- [Exercise directions] Search the data for the string "SecretKey" and extract every line where it appears.

[Opening Records for the exercise section]

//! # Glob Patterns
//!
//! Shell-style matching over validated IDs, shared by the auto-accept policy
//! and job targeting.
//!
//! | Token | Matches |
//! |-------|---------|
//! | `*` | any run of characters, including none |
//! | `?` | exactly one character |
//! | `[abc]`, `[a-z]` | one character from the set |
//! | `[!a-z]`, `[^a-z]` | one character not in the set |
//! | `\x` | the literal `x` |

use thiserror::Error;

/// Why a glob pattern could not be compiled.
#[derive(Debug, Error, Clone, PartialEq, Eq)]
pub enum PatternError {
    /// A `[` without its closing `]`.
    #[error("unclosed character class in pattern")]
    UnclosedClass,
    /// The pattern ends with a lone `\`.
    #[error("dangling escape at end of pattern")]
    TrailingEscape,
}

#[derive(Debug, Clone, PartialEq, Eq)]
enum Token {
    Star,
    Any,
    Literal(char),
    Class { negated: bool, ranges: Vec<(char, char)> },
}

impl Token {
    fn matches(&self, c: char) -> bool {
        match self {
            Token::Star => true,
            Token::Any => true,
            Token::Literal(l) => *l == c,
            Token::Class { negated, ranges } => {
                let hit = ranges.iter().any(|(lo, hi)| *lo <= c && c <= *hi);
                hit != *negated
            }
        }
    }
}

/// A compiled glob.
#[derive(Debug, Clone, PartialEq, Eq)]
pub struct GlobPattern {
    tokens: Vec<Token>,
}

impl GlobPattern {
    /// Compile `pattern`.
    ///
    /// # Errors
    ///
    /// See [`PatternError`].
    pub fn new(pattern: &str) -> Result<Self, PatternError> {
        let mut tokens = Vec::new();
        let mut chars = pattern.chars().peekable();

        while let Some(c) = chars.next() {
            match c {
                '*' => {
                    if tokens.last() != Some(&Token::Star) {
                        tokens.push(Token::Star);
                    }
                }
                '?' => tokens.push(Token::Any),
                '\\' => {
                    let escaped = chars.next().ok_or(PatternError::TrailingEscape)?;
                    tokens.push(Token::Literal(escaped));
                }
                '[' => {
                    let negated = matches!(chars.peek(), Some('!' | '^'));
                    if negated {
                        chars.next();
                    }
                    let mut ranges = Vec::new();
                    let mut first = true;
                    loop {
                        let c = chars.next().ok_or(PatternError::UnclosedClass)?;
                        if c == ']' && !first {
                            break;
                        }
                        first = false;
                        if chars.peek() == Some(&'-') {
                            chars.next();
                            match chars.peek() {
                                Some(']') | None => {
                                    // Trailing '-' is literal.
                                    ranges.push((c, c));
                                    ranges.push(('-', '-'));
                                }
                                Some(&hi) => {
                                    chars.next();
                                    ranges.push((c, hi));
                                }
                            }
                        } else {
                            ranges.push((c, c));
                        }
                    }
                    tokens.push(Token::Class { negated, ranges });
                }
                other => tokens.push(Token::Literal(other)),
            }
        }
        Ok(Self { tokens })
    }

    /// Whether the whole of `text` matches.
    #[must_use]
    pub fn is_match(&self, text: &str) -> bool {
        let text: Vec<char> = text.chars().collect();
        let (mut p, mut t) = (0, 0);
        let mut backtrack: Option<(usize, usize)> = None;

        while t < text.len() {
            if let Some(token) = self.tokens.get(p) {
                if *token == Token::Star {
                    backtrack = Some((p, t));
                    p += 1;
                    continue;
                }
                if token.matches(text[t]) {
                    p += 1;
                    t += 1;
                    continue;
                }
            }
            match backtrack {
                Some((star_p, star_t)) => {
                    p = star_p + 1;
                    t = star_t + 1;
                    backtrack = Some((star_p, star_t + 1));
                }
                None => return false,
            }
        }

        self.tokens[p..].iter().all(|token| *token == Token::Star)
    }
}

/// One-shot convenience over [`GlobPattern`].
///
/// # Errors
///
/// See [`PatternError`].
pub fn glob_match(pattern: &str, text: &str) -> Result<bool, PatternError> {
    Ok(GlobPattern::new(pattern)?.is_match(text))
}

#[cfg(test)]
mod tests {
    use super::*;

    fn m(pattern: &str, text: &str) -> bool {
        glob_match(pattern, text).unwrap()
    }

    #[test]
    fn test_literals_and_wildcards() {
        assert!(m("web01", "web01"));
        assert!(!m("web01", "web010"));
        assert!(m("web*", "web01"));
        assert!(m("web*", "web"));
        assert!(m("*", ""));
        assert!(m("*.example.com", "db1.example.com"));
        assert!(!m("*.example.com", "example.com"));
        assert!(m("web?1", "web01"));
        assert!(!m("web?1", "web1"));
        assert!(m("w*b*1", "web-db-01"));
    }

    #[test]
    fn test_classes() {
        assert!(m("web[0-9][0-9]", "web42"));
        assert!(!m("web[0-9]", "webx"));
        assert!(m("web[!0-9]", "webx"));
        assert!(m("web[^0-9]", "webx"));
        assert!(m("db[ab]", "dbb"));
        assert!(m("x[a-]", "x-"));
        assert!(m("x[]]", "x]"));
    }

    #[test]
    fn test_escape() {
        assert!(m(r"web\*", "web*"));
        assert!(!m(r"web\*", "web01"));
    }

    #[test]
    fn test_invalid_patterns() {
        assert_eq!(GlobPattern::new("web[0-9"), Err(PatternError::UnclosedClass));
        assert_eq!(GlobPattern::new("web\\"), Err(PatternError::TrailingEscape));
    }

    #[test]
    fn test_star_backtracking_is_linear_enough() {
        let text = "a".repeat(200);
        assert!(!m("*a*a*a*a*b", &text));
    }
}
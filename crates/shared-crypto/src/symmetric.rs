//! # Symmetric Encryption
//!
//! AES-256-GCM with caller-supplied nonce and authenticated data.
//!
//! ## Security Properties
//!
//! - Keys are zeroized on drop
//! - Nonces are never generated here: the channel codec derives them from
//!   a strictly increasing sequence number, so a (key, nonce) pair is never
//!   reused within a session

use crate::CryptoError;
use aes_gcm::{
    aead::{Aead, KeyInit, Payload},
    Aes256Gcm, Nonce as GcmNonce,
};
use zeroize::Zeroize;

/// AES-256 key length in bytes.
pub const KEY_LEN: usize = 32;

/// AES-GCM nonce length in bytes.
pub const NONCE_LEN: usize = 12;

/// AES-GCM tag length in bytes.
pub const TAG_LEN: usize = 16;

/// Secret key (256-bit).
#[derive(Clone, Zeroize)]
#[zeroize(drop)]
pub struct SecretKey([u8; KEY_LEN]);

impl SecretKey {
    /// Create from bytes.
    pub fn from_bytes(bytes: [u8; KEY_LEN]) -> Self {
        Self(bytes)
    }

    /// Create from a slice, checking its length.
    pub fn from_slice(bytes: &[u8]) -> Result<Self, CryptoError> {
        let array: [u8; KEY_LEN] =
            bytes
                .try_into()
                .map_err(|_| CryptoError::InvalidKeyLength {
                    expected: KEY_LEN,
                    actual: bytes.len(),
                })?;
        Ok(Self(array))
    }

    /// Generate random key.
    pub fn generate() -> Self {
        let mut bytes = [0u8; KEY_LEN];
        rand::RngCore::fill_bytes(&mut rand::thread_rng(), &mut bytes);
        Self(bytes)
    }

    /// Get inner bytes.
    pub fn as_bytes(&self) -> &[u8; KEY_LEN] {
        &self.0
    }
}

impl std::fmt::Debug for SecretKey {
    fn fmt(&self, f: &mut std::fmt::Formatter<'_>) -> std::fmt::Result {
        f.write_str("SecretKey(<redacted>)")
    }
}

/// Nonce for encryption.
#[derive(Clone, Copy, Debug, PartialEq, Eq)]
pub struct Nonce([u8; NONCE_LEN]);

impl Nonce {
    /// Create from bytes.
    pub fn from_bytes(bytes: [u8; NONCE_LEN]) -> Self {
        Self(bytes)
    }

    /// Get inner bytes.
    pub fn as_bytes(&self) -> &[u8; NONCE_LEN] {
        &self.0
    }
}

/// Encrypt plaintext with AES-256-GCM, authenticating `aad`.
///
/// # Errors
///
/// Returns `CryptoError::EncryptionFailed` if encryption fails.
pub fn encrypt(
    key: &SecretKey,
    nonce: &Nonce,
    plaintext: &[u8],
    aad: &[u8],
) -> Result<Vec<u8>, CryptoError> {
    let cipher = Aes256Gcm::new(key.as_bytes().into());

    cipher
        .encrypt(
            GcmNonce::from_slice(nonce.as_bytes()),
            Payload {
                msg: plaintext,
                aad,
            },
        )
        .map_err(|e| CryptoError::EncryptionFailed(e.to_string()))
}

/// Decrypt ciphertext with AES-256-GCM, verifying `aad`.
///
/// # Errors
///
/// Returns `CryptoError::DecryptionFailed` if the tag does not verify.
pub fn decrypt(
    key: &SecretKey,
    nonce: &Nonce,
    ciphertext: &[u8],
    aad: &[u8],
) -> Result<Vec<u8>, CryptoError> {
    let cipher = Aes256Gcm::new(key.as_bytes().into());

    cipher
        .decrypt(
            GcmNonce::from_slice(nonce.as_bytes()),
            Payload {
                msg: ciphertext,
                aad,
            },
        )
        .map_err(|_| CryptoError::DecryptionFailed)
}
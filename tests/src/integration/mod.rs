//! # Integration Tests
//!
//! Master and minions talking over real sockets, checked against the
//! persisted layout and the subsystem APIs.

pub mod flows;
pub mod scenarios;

[Closing Records for the exercise section]

- [Response for this exercise]
pub struct SecretKey([u8; KEY_LEN]);
impl SecretKey {
impl std::fmt::Debug for SecretKey {
        f.write_str("SecretKey(<redacted>)")
    key: &SecretKey,
    key: &SecretKey,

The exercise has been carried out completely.